##### Materials provided

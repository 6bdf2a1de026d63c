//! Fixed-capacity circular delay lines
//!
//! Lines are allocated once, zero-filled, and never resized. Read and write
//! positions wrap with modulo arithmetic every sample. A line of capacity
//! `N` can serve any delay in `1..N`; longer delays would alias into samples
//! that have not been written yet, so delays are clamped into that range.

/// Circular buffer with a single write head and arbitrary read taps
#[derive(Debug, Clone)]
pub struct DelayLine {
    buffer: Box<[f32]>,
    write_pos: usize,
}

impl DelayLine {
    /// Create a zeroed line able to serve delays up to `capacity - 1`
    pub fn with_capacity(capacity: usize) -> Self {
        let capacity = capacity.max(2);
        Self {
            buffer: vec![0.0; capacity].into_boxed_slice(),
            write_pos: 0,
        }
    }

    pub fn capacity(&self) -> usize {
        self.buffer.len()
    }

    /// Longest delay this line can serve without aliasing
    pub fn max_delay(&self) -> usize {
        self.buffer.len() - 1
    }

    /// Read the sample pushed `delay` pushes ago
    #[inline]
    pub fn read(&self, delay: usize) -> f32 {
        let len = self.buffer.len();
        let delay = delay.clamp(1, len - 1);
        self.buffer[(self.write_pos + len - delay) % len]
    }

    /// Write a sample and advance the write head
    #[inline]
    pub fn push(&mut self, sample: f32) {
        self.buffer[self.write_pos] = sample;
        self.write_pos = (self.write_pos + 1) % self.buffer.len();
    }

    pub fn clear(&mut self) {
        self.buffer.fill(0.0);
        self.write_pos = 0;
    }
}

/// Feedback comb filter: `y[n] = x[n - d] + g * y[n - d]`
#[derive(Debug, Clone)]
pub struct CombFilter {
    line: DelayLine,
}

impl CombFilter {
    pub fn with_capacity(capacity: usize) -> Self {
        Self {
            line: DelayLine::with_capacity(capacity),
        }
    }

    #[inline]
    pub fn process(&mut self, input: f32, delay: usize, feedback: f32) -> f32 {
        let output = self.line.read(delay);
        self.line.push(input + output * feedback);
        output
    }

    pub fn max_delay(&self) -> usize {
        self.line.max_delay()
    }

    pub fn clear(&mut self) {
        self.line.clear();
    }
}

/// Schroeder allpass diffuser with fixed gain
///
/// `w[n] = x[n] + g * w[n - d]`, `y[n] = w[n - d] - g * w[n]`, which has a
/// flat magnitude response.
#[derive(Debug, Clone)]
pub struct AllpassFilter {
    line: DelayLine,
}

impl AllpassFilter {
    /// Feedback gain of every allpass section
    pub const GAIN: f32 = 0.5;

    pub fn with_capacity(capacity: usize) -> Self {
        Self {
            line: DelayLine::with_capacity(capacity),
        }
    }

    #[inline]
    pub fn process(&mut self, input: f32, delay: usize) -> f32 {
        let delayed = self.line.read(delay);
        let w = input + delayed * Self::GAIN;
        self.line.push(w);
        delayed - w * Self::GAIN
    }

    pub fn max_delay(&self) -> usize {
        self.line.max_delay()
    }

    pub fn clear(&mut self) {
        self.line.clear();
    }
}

##########
##### Materials provided

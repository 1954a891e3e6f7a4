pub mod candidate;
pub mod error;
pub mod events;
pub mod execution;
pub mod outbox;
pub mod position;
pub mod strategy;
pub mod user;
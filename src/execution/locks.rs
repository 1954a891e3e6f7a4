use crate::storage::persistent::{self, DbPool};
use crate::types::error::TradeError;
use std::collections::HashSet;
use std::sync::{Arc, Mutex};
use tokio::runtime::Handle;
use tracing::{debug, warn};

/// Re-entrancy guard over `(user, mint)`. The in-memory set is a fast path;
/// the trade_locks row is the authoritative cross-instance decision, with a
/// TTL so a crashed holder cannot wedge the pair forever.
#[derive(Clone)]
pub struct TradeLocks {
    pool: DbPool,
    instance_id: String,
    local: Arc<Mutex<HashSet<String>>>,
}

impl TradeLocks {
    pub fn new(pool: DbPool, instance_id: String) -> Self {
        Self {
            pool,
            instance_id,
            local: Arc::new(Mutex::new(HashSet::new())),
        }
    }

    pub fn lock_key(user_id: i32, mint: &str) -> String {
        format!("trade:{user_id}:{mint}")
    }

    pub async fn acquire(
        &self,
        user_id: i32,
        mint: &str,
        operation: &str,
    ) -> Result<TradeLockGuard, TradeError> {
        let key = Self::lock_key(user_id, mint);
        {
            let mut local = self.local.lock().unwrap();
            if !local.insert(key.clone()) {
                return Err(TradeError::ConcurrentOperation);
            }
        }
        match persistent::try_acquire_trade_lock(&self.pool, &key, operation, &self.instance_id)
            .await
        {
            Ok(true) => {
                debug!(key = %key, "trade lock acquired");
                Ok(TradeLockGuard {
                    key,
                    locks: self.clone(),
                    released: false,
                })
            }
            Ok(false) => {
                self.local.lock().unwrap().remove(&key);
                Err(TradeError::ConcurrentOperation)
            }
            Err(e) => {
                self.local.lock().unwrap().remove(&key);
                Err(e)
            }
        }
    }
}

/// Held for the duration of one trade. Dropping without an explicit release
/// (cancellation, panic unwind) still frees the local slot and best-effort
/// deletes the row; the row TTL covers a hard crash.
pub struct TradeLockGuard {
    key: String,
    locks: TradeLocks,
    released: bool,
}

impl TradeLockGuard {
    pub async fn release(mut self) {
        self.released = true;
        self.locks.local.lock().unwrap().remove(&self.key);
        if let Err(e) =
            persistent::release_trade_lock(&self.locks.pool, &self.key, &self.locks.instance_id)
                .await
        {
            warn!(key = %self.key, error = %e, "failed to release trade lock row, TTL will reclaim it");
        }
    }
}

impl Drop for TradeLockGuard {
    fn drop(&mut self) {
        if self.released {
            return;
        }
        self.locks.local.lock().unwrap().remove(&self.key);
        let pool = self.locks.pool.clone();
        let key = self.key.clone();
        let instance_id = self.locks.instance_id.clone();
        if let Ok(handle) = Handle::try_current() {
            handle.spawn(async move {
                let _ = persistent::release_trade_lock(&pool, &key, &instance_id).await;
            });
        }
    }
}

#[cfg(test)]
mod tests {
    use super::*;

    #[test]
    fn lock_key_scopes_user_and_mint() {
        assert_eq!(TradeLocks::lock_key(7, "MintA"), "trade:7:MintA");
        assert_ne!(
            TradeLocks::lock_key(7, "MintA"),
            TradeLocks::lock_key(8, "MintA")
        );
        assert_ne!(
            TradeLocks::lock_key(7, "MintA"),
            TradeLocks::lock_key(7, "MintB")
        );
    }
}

##########

• [Task objective]: Find and copy each line of the listing above that holds the word "output".

• [Written reply]:
        let output = self.line.read(delay);
        self.line.push(input + output * feedback);
        output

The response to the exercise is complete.